TASK BRIEF:
Reproduce the entries below, please. Keep every character the same.

(Collected data)
--- START ---
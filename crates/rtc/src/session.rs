//! Plumbing shared by call and room sessions

use crate::config::RtcConfig;
use crate::media::{LocalMedia, MediaConstraints, MediaStream, MediaTrack, TrackKind};
use crate::peer::{
    ConnectionFactory, ConnectionState, IceCandidate, PeerCallbacks, PeerId, PeerManager,
    WebRtcConnectionFactory,
};
use crate::ports::{MediaDevices, PeerDirectory, TokenProvider};
use crate::signaling::{
    ChannelStatus, HubConnector, HubRequest, SignalingChannel, SignalingConnector,
};
use crate::{Error, Result};
use std::sync::Arc;
use tokio::sync::mpsc;
use tokio::task::JoinHandle;
use tracing::{debug, warn};

/// Everything a session needs from the outside world
#[derive(Clone)]
pub struct Collaborators {
    pub connector: Arc<dyn SignalingConnector>,
    pub tokens: Arc<dyn TokenProvider>,
    pub connections: Arc<dyn ConnectionFactory>,
    pub devices: Arc<dyn MediaDevices>,
    pub directory: Option<Arc<dyn PeerDirectory>>,
}

impl Collaborators {
    /// WebSocket hub + webrtc-rs connections
    pub fn webrtc(
        config: &RtcConfig,
        tokens: Arc<dyn TokenProvider>,
        devices: Arc<dyn MediaDevices>,
    ) -> Self {
        Self {
            connector: Arc::new(HubConnector::from_config(config)),
            tokens,
            connections: Arc::new(WebRtcConnectionFactory::new(config)),
            devices,
            directory: None,
        }
    }

    pub fn with_directory(mut self, directory: Arc<dyn PeerDirectory>) -> Self {
        self.directory = Some(directory);
        self
    }

    /// Display name for `peer`, falling back to `fallback` then the id itself
    pub(crate) fn display_name(&self, peer: &PeerId, fallback: Option<&str>) -> String {
        self.directory
            .as_ref()
            .and_then(|d| d.resolve(peer))
            .map(|p| p.display_name)
            .or_else(|| fallback.map(str::to_string))
            .unwrap_or_else(|| peer.to_string())
    }

    pub(crate) fn avatar_url(&self, peer: &PeerId) -> Option<String> {
        self.directory
            .as_ref()
            .and_then(|d| d.resolve(peer))
            .and_then(|p| p.avatar_url)
    }

    /// Open the signaling channel. A missing token fails before any I/O.
    pub(crate) async fn open_channel(&self, config: &RtcConfig) -> Result<Arc<dyn SignalingChannel>> {
        let token = self
            .tokens
            .token()
            .filter(|t| !t.trim().is_empty())
            .ok_or_else(|| Error::Connection("No session token available".to_string()))?;
        self.connector.connect(&config.signaling_url, &token).await
    }
}

/// Signaling health as shown to the UI
#[derive(Debug, Clone, Copy, PartialEq, Eq, Default)]
pub enum SignalingHealth {
    Online,
    /// Socket dropped; peer connections are kept
    Reconnecting,
    #[default]
    Offline,
}

impl From<ChannelStatus> for SignalingHealth {
    fn from(status: ChannelStatus) -> Self {
        match status {
            ChannelStatus::Connected => SignalingHealth::Online,
            ChannelStatus::Reconnecting => SignalingHealth::Reconnecting,
            ChannelStatus::Disconnected => SignalingHealth::Offline,
        }
    }
}

/// Peer manager callbacks, funneled into the session driver
#[derive(Debug)]
pub(crate) enum PeerSignal {
    RemoteStream(PeerId, MediaStream),
    LocalCandidate(PeerId, IceCandidate),
    State(PeerId, ConnectionState),
}

fn peer_callbacks(tx: mpsc::UnboundedSender<PeerSignal>) -> PeerCallbacks {
    let stream_tx = tx.clone();
    let candidate_tx = tx.clone();
    PeerCallbacks {
        on_remote_stream: Arc::new(move |peer, stream| {
            let _ = stream_tx.send(PeerSignal::RemoteStream(peer, stream));
        }),
        on_local_candidate: Arc::new(move |peer, candidate| {
            let _ = candidate_tx.send(PeerSignal::LocalCandidate(peer, candidate));
        }),
        on_connection_state: Arc::new(move |peer, state| {
            let _ = tx.send(PeerSignal::State(peer, state));
        }),
    }
}

/// Build a peer manager whose callbacks feed a fresh signal queue
pub(crate) fn peer_manager(
    connections: Arc<dyn ConnectionFactory>,
    max_peers: usize,
) -> Result<(Arc<PeerManager>, mpsc::UnboundedReceiver<PeerSignal>)> {
    let (tx, rx) = mpsc::unbounded_channel();
    let manager = PeerManager::new(connections, peer_callbacks(tx), max_peers)?;
    Ok((Arc::new(manager), rx))
}

/// Fire-and-forget hub requests, sent one at a time in queue order
pub(crate) struct Outbox {
    tx: mpsc::UnboundedSender<HubRequest>,
    task: JoinHandle<()>,
}

impl Outbox {
    pub(crate) fn spawn(channel: Arc<dyn SignalingChannel>) -> Self {
        let (tx, mut rx) = mpsc::unbounded_channel::<HubRequest>();
        let task = tokio::spawn(async move {
            while let Some(request) = rx.recv().await {
                let method = request.method();
                if let Err(e) = channel.invoke(request).await {
                    warn!("Hub request {} failed: {}", method, e);
                }
            }
            debug!("Outbox closed");
        });
        Self { tx, task }
    }

    pub(crate) fn send(&self, request: HubRequest) {
        if self.tx.send(request).is_err() {
            warn!("Outbox stopped, dropping request");
        }
    }
}

impl Drop for Outbox {
    fn drop(&mut self) {
        self.task.abort();
    }
}

/// Swap the `kind` track of the local stream for one from `device_id`.
///
/// The enabled flag carries over, the old track is stopped, and every
/// connection picks up the new track.
pub(crate) async fn switch_track(
    devices: &dyn MediaDevices,
    peers: Option<&PeerManager>,
    local: &mut LocalMedia,
    kind: TrackKind,
    device_id: &str,
) -> Result<MediaTrack> {
    let stream = local
        .stream
        .clone()
        .ok_or_else(|| Error::InvalidState("No local media to switch".to_string()))?;
    if !stream.has_kind(kind) {
        return Err(Error::InvalidState(format!("Local media has no {} track", kind)));
    }

    let acquired = devices
        .acquire(&MediaConstraints::single(kind, device_id))
        .await?;
    let Some(track) = acquired.tracks_of(kind).into_iter().next() else {
        acquired.stop();
        return Err(Error::MediaAcquisition(format!("Device {} returned no {} track", device_id, kind)));
    };
    for extra in acquired.tracks().iter().filter(|t| !t.ptr_eq(&track)) {
        extra.stop();
    }

    let enabled = match kind {
        TrackKind::Audio => local.audio_enabled,
        TrackKind::Video => local.video_enabled,
    };
    track.set_enabled(enabled);

    for old in stream.replace_kind(track.clone()) {
        old.stop();
    }

    if let Some(peers) = peers {
        peers.set_local_stream(stream).await;
    }
    debug!("Switched {} to device {}", kind, device_id);
    Ok(track)
}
--- END ---
OUTPUT FOR THIS TASK:
filename crates/rtc/src/session.rs
//! Plumbing shared by call and room sessions

use crate::config::RtcConfig;
use crate::media::{LocalMedia, MediaConstraints, MediaStream, MediaTrack, TrackKind};
use crate::peer::{
    ConnectionFactory, ConnectionState, IceCandidate, PeerCallbacks, PeerId, PeerManager,
    WebRtcConnectionFactory,
};
use crate::ports::{MediaDevices, PeerDirectory, TokenProvider};
use crate::signaling::{
    ChannelStatus, HubConnector, HubRequest, SignalingChannel, SignalingConnector,
};
use crate::{Error, Result};
use std::sync::Arc;
use tokio::sync::mpsc;
use tokio::task::JoinHandle;
use tracing::{debug, warn};

/// Everything a session needs from the outside world
#[derive(Clone)]
pub struct Collaborators {
    pub connector: Arc<dyn SignalingConnector>,
    pub tokens: Arc<dyn TokenProvider>,
    pub connections: Arc<dyn ConnectionFactory>,
    pub devices: Arc<dyn MediaDevices>,
    pub directory: Option<Arc<dyn PeerDirectory>>,
}

impl Collaborators {
    /// WebSocket hub + webrtc-rs connections
    pub fn webrtc(
        config: &RtcConfig,
        tokens: Arc<dyn TokenProvider>,
        devices: Arc<dyn MediaDevices>,
    ) -> Self {
        Self {
            connector: Arc::new(HubConnector::from_config(config)),
            tokens,
            connections: Arc::new(WebRtcConnectionFactory::new(config)),
            devices,
            directory: None,
        }
    }

    pub fn with_directory(mut self, directory: Arc<dyn PeerDirectory>) -> Self {
        self.directory = Some(directory);
        self
    }

    /// Display name for `peer`, falling back to `fallback` then the id itself
    pub(crate) fn display_name(&self, peer: &PeerId, fallback: Option<&str>) -> String {
        self.directory
            .as_ref()
            .and_then(|d| d.resolve(peer))
            .map(|p| p.display_name)
            .or_else(|| fallback.map(str::to_string))
            .unwrap_or_else(|| peer.to_string())
    }

    pub(crate) fn avatar_url(&self, peer: &PeerId) -> Option<String> {
        self.directory
            .as_ref()
            .and_then(|d| d.resolve(peer))
            .and_then(|p| p.avatar_url)
    }

    /// Open the signaling channel. A missing token fails before any I/O.
    pub(crate) async fn open_channel(&self, config: &RtcConfig) -> Result<Arc<dyn SignalingChannel>> {
        let token = self
            .tokens
            .token()
            .filter(|t| !t.trim().is_empty())
            .ok_or_else(|| Error::Connection("No session token available".to_string()))?;
        self.connector.connect(&config.signaling_url, &token).await
    }
}

/// Signaling health as shown to the UI
#[derive(Debug, Clone, Copy, PartialEq, Eq, Default)]
pub enum SignalingHealth {
    Online,
    /// Socket dropped; peer connections are kept
    Reconnecting,
    #[default]
    Offline,
}

impl From<ChannelStatus> for SignalingHealth {
    fn from(status: ChannelStatus) -> Self {
        match status {
            ChannelStatus::Connected => SignalingHealth::Online,
            ChannelStatus::Reconnecting => SignalingHealth::Reconnecting,
            ChannelStatus::Disconnected => SignalingHealth::Offline,
        }
    }
}

/// Peer manager callbacks, funneled into the session driver
#[derive(Debug)]
pub(crate) enum PeerSignal {
    RemoteStream(PeerId, MediaStream),
    LocalCandidate(PeerId, IceCandidate),
    State(PeerId, ConnectionState),
}

fn peer_callbacks(tx: mpsc::UnboundedSender<PeerSignal>) -> PeerCallbacks {
    let stream_tx = tx.clone();
    let candidate_tx = tx.clone();
    PeerCallbacks {
        on_remote_stream: Arc::new(move |peer, stream| {
            let _ = stream_tx.send(PeerSignal::RemoteStream(peer, stream));
        }),
        on_local_candidate: Arc::new(move |peer, candidate| {
            let _ = candidate_tx.send(PeerSignal::LocalCandidate(peer, candidate));
        }),
        on_connection_state: Arc::new(move |peer, state| {
            let _ = tx.send(PeerSignal::State(peer, state));
        }),
    }
}

/// Build a peer manager whose callbacks feed a fresh signal queue
pub(crate) fn peer_manager(
    connections: Arc<dyn ConnectionFactory>,
    max_peers: usize,
) -> Result<(Arc<PeerManager>, mpsc::UnboundedReceiver<PeerSignal>)> {
    let (tx, rx) = mpsc::unbounded_channel();
    let manager = PeerManager::new(connections, peer_callbacks(tx), max_peers)?;
    Ok((Arc::new(manager), rx))
}

/// Fire-and-forget hub requests, sent one at a time in queue order
pub(crate) struct Outbox {
    tx: mpsc::UnboundedSender<HubRequest>,
    task: JoinHandle<()>,
}

impl Outbox {
    pub(crate) fn spawn(channel: Arc<dyn SignalingChannel>) -> Self {
        let (tx, mut rx) = mpsc::unbounded_channel::<HubRequest>();
        let task = tokio::spawn(async move {
            while let Some(request) = rx.recv().await {
                let method = request.method();
                if let Err(e) = channel.invoke(request).await {
                    warn!("Hub request {} failed: {}", method, e);
                }
            }
            debug!("Outbox closed");
        });
        Self { tx, task }
    }

    pub(crate) fn send(&self, request: HubRequest) {
        if self.tx.send(request).is_err() {
            warn!("Outbox stopped, dropping request");
        }
    }
}

impl Drop for Outbox {
    fn drop(&mut self) {
        self.task.abort();
    }
}

/// Swap the `kind` track of the local stream for one from `device_id`.
///
/// The enabled flag carries over, the old track is stopped, and every
/// connection picks up the new track.
pub(crate) async fn switch_track(
    devices: &dyn MediaDevices,
    peers: Option<&PeerManager>,
    local: &mut LocalMedia,
    kind: TrackKind,
    device_id: &str,
) -> Result<MediaTrack> {
    let stream = local
        .stream
        .clone()
        .ok_or_else(|| Error::InvalidState("No local media to switch".to_string()))?;
    if !stream.has_kind(kind) {
        return Err(Error::InvalidState(format!("Local media has no {} track", kind)));
    }

    let acquired = devices
        .acquire(&MediaConstraints::single(kind, device_id))
        .await?;
    let Some(track) = acquired.tracks_of(kind).into_iter().next() else {
        acquired.stop();
        return Err(Error::MediaAcquisition(format!("Device {} returned no {} track", device_id, kind)));
    };
    for extra in acquired.tracks().iter().filter(|t| !t.ptr_eq(&track)) {
        extra.stop();
    }

    let enabled = match kind {
        TrackKind::Audio => local.audio_enabled,
        TrackKind::Video => local.video_enabled,
    };
    track.set_enabled(enabled);

    for old in stream.replace_kind(track.clone()) {
        old.stop();
    }

    if let Some(peers) = peers {
        peers.set_local_stream(stream).await;
    }
    debug!("Switched {} to device {}", kind, device_id);
    Ok(track)
}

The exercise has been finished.